ARC Review: Inhuman by Kat Falls

Title: Inhuman
Author: Kat Falls
Pages: 384
Genre: YA, science fiction, post apocalyptic
Series? Yes, #1 in the Fetch series
Publisher: Scholastic (September 24, 2013)
Rating: 3.5/6 – I liked it!

Synopsis from NetGalley: Beauty versus beasts.

In the wake of a devastating biological disaster, the United States east of the Mississippi River has been abandoned. Now called the Feral Zone, a reference to the virus that turned millions of people into bloodthirsty savages, the entire area is off-limits. The punishment for violating the border is death.

Lane McEvoy can’t imagine why anyone would risk it. She’s grown up in the shadow of the great wall separating east from west, and she’s naturally curious about what’s on the other side – but she’s not that curious. Life in the west is safe, comfortable . . . sterile. Which is just how she likes it.

But Lane gets the shock of her life when she learns that someone close to her has crossed into the Feral Zone. And she has little choice but to follow. Lane travels east, risking life and limb and her very DNA, completely unprepared for what she finds in the ruins of civilization . . . and afraid to learn whether her humanity will prove her greatest strength or a fatal weakness.

My Initial Thoughts/Rambling: This is another YA post-apocalyptic sci-fi with hints of dystopia, and while it wasn’t one of my favorites in the genre, it still holds its own and was an enjoyable read. Possible Spoilers Ahead.

Disclaimer: I received a free copy of Inhuman from NetGalley in exchange for an honest review.

What did I think about the characters? Lane, to me, was a bit weak at the beginning of the story, with her compulsion to sanitize her hands every few seconds, but once she finds that her father is at risk of execution, her development really started and she turned into a character that I was rooting for. There’s still parts of her that aren’t strong or outstanding, but that contributed to her believability and realism. She wasn’t the savior of the day, but she had the courage to try, and that’s why I warmed up to her pretty quickly after the first few chapters.

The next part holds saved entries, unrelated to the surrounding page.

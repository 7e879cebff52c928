//! Search filters
//!
//! A free-text search string becomes a disjunction over the searchable
//! fields of a collection: `field contains <search>`, case-insensitive,
//! unanchored. The search string is a regular expression source; it is not
//! escaped unless the builder is told to (`FilterBuilder::escape_regex`).
//!
//! `QueryFilter` adds optional equality conditions (the base filter of a
//! paginated query) that are ANDed with the search disjunction.

use crate::path::lookup;
use crate::schema::SearchableFieldSet;
use crate::{Error, Result};
use regex::{Regex, RegexBuilder};
use serde_json::{Map, Value as JsonValue};

/// Single-field predicate: `field` matches `pattern`, case-insensitive.
#[derive(Debug, Clone, PartialEq, Eq)]
pub struct FieldMatch {
    pub field: String,
    pub pattern: String,
}

/// Free-text search predicate.
#[derive(Debug, Clone, PartialEq, Eq, Default)]
pub enum SearchFilter {
    /// Matches every document
    #[default]
    Empty,
    /// Matches when any of the field predicates matches
    AnyOf(Vec<FieldMatch>),
}

impl SearchFilter {
    pub fn is_empty(&self) -> bool {
        matches!(self, SearchFilter::Empty)
    }

    pub fn predicates(&self) -> &[FieldMatch] {
        match self {
            SearchFilter::Empty => &[],
            SearchFilter::AnyOf(preds) => preds,
        }
    }
}

/// Equality condition `field = value`.
///
/// Array-valued fields match when any element equals `value`.
#[derive(Debug, Clone, PartialEq)]
pub struct FieldEquals {
    pub field: String,
    pub value: JsonValue,
}

/// Complete predicate of a query: equality conditions AND search.
#[derive(Debug, Clone, PartialEq, Default)]
pub struct QueryFilter {
    pub equals: Vec<FieldEquals>,
    pub search: SearchFilter,
}

impl QueryFilter {
    /// Filter that matches every document.
    pub fn all() -> Self {
        Self::default()
    }

    pub fn from_search(search: SearchFilter) -> Self {
        Self {
            equals: Vec::new(),
            search,
        }
    }

    /// Build equality conditions from a JSON object.
    ///
    /// Entries whose value is the empty string are dropped, so a form with
    /// blank inputs does not constrain the query.
    pub fn from_base(base: &Map<String, JsonValue>) -> Self {
        let equals = base
            .iter()
            .filter(|(_, v)| v.as_str() != Some(""))
            .map(|(k, v)| FieldEquals {
                field: k.clone(),
                value: v.clone(),
            })
            .collect();
        Self {
            equals,
            search: SearchFilter::Empty,
        }
    }

    pub fn with_search(mut self, search: SearchFilter) -> Self {
        self.search = search;
        self
    }

    pub fn with_equals(mut self, field: impl Into<String>, value: JsonValue) -> Self {
        self.equals.push(FieldEquals {
            field: field.into(),
            value,
        });
        self
    }

    pub fn is_empty(&self) -> bool {
        self.equals.is_empty() && self.search.is_empty()
    }
}

/// Builds `SearchFilter`s from raw search strings.
#[derive(Debug, Clone, Copy, Default)]
pub struct FilterBuilder {
    escape_regex: bool,
}

impl FilterBuilder {
    pub fn new() -> Self {
        Self::default()
    }

    /// Treat the search string as literal text instead of a pattern.
    pub fn escape_regex(mut self, escape: bool) -> Self {
        self.escape_regex = escape;
        self
    }

    pub fn escapes_regex(&self) -> bool {
        self.escape_regex
    }

    /// Build the search predicate for `search` over `fields`.
    ///
    /// An absent or empty search yields `SearchFilter::Empty`. A non-empty
    /// search against an empty field set is a schema error: the collection
    /// declared nothing to search. Patterns are checked here so every
    /// backend reports a bad pattern as `InvalidSearch`.
    pub fn build(&self, search: Option<&str>, fields: &SearchableFieldSet) -> Result<SearchFilter> {
        let Some(search) = search.filter(|s| !s.is_empty()) else {
            return Ok(SearchFilter::Empty);
        };

        if fields.is_empty() {
            return Err(Error::Schema(
                "collection declares no searchable fields".to_string(),
            ));
        }

        let pattern = if self.escape_regex {
            regex::escape(search)
        } else {
            search.to_string()
        };
        compile_pattern(&pattern)?;

        Ok(SearchFilter::AnyOf(
            fields
                .iter()
                .map(|field| FieldMatch {
                    field: field.to_string(),
                    pattern: pattern.clone(),
                })
                .collect(),
        ))
    }
}

/// `QueryFilter` with its patterns compiled, for in-process evaluation.
#[derive(Debug, Clone)]
pub struct CompiledFilter {
    equals: Vec<FieldEquals>,
    any_of: Vec<(String, Regex)>,
}

impl CompiledFilter {
    pub fn compile(filter: &QueryFilter) -> Result<Self> {
        let mut any_of = Vec::with_capacity(filter.search.predicates().len());
        for pred in filter.search.predicates() {
            any_of.push((pred.field.clone(), compile_pattern(&pred.pattern)?));
        }
        Ok(Self {
            equals: filter.equals.clone(),
            any_of,
        })
    }

    pub fn matches(&self, doc: &JsonValue) -> bool {
        let equals_ok = self
            .equals
            .iter()
            .all(|cond| equals_matches(lookup(doc, &cond.field), &cond.value));
        if !equals_ok {
            return false;
        }
        if self.any_of.is_empty() {
            return true;
        }
        self.any_of
            .iter()
            .any(|(field, regex)| regex_matches(lookup(doc, field), regex))
    }
}

fn compile_pattern(pattern: &str) -> Result<Regex> {
    RegexBuilder::new(pattern)
        .case_insensitive(true)
        .build()
        .map_err(|source| Error::InvalidSearch {
            pattern: pattern.to_string(),
            source,
        })
}

fn equals_matches(value: Option<&JsonValue>, expected: &JsonValue) -> bool {
    match value {
        // Missing fields compare equal to null
        None => expected.is_null(),
        Some(v) if v == expected => true,
        Some(JsonValue::Array(items)) => items.iter().any(|item| item == expected),
        Some(_) => false,
    }
}

fn regex_matches(value: Option<&JsonValue>, regex: &Regex) -> bool {
    match value {
        Some(JsonValue::String(s)) => regex.is_match(s),
        Some(JsonValue::Array(items)) => items
            .iter()
            .any(|item| item.as_str().is_some_and(|s| regex.is_match(s))),
        _ => false,
    }
}

#[cfg(test)]
mod tests {
    use super::*;
    use serde_json::json;

    fn fields(names: &[&str]) -> SearchableFieldSet {
        SearchableFieldSet::new(names.iter().copied()).unwrap()
    }

    fn compiled(search: &str, names: &[&str]) -> CompiledFilter {
        let search = FilterBuilder::new().build(Some(search), &fields(names)).unwrap();
        CompiledFilter::compile(&QueryFilter::from_search(search)).unwrap()
    }

    #[test]
    fn empty_or_absent_search_matches_everything() {
        let set = fields(&["ip", "file", "db"]);
        assert_eq!(
            FilterBuilder::new().build(None, &set).unwrap(),
            SearchFilter::Empty
        );
        assert_eq!(
            FilterBuilder::new().build(Some(""), &set).unwrap(),
            SearchFilter::Empty
        );

        let all = CompiledFilter::compile(&QueryFilter::all()).unwrap();
        assert!(all.matches(&json!({})));
        assert!(all.matches(&json!({"ip": "10.0.0.1"})));
    }

    #[test]
    fn builds_one_predicate_per_searchable_field() {
        let filter = FilterBuilder::new()
            .build(Some("mongo"), &fields(&["ip", "file", "db"]))
            .unwrap();
        let preds = filter.predicates();
        assert_eq!(preds.len(), 3);
        assert_eq!(
            preds.iter().map(|p| p.field.as_str()).collect::<Vec<_>>(),
            vec!["ip", "file", "db"]
        );
        assert!(preds.iter().all(|p| p.pattern == "mongo"));
    }

    #[test]
    fn matches_case_insensitive_substring_on_any_field() {
        let filter = compiled("alice", &["name", "email"]);
        assert!(filter.matches(&json!({"name": "Alice Smith", "email": "a@x.com"})));
        assert!(filter.matches(&json!({"name": "Bob", "email": "ALICE@x.com"})));
        assert!(!filter.matches(&json!({"name": "Bob", "email": "b@x.com"})));
    }

    #[test]
    fn non_string_values_never_match() {
        let filter = compiled("1", &["count", "tags"]);
        assert!(!filter.matches(&json!({"count": 1})));
        assert!(filter.matches(&json!({"tags": ["a", "b1"]})));
        assert!(!filter.matches(&json!({"tags": [1, 2]})));
    }

    #[test]
    fn dotted_fields_reach_nested_values() {
        let filter = compiled("acme", &["owner.company"]);
        assert!(filter.matches(&json!({"owner": {"company": "ACME corp"}})));
        assert!(!filter.matches(&json!({"owner": "acme"})));
    }

    #[test]
    fn regex_metacharacters_are_live_by_default() {
        let filter = compiled("db.*prod", &["db"]);
        assert!(filter.matches(&json!({"db": "db-eu-prod"})));
        assert!(!filter.matches(&json!({"db": "prod-db"})));

        let dot = compiled("a.c", &["file"]);
        assert!(dot.matches(&json!({"file": "abc"})));
    }

    #[test]
    fn escaping_makes_search_literal() {
        let set = fields(&["file"]);
        let search = FilterBuilder::new()
            .escape_regex(true)
            .build(Some("a.c"), &set)
            .unwrap();
        let filter = CompiledFilter::compile(&QueryFilter::from_search(search)).unwrap();
        assert!(!filter.matches(&json!({"file": "abc"})));
        assert!(filter.matches(&json!({"file": "backup-A.C.gz"})));
    }

    #[test]
    fn invalid_pattern_is_rejected_by_the_builder() {
        let err = FilterBuilder::new()
            .build(Some("(unclosed"), &fields(&["db"]))
            .unwrap_err();
        assert!(matches!(err, Error::InvalidSearch { ref pattern, .. } if pattern == "(unclosed"));

        // Escaped, the same text is a valid literal
        assert!(FilterBuilder::new()
            .escape_regex(true)
            .build(Some("(unclosed"), &fields(&["db"]))
            .is_ok());
    }

    #[test]
    fn hand_built_invalid_pattern_is_rejected_at_compile() {
        let search = SearchFilter::AnyOf(vec![FieldMatch {
            field: "db".to_string(),
            pattern: "[".to_string(),
        }]);
        let err = CompiledFilter::compile(&QueryFilter::from_search(search)).unwrap_err();
        assert!(matches!(err, Error::InvalidSearch { .. }));
    }

    #[test]
    fn search_without_searchable_fields_is_a_schema_error() {
        let err = FilterBuilder::new()
            .build(Some("x"), &SearchableFieldSet::default())
            .unwrap_err();
        assert!(matches!(err, Error::Schema(_)));
        // No search, no fields: fine.
        assert!(FilterBuilder::new()
            .build(None, &SearchableFieldSet::default())
            .is_ok());
    }

    #[test]
    fn base_filter_drops_empty_strings_and_ands_with_search() {
        let base = json!({"status": "completed", "db": ""});
        let filter = QueryFilter::from_base(base.as_object().unwrap()).with_search(
            FilterBuilder::new()
                .build(Some("10.0"), &fields(&["ip"]))
                .unwrap(),
        );
        assert_eq!(filter.equals.len(), 1);

        let compiled = CompiledFilter::compile(&filter).unwrap();
        assert!(compiled.matches(&json!({"status": "completed", "ip": "10.0.0.1", "db": "x"})));
        assert!(!compiled.matches(&json!({"status": "failed", "ip": "10.0.0.1"})));
        assert!(!compiled.matches(&json!({"status": "completed", "ip": "192.168.0.1"})));
    }

    #[test]
    fn equality_matches_array_elements() {
        let filter = CompiledFilter::compile(&QueryFilter::all().with_equals("tags", json!("nightly")))
            .unwrap();
        assert!(filter.matches(&json!({"tags": ["weekly", "nightly"]})));
        assert!(!filter.matches(&json!({"tags": ["weekly"]})));
    }
}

Everson and Rafe, the two male leads/love interests (yes it’s a triangle – I’ll get to that in a minute), balanced out the trio with their polar personalities. Personally, I’m a Rafe girl. I felt like he was a lot more developed, and once he let down that cold, snarky front he had a lot to offer. Maybe it’s because I’m a sucker for those kinds of characters, male or female, but Everson really paled in comparison to Rafe. Everson seemed to be a bit less developed, and his back-story was a bit cliche for me. It was pretty easy to guess it, but it does further the plot so I let it slide.

And the concept and plot? Concept: It was definitely unique, as far as this genre goes, so I have to give Falls points for that. The dystopia isn’t full blown tyranny yet, but more along the lines of a society protecting its citizens (which we all know will eventually degrade into tyranny, but that’s not for this book yet). After the release of deadly animal hybrids and a virus that wipes out half the planet, the western half of the US is quarantined and put on lockdown – any hint of germs is met with a 2319 code and a gaggle of those Monster’s Inc. yellow suits. So, while it’s still a dystopia, it’s still pretty unique amongst the oodles of other stories.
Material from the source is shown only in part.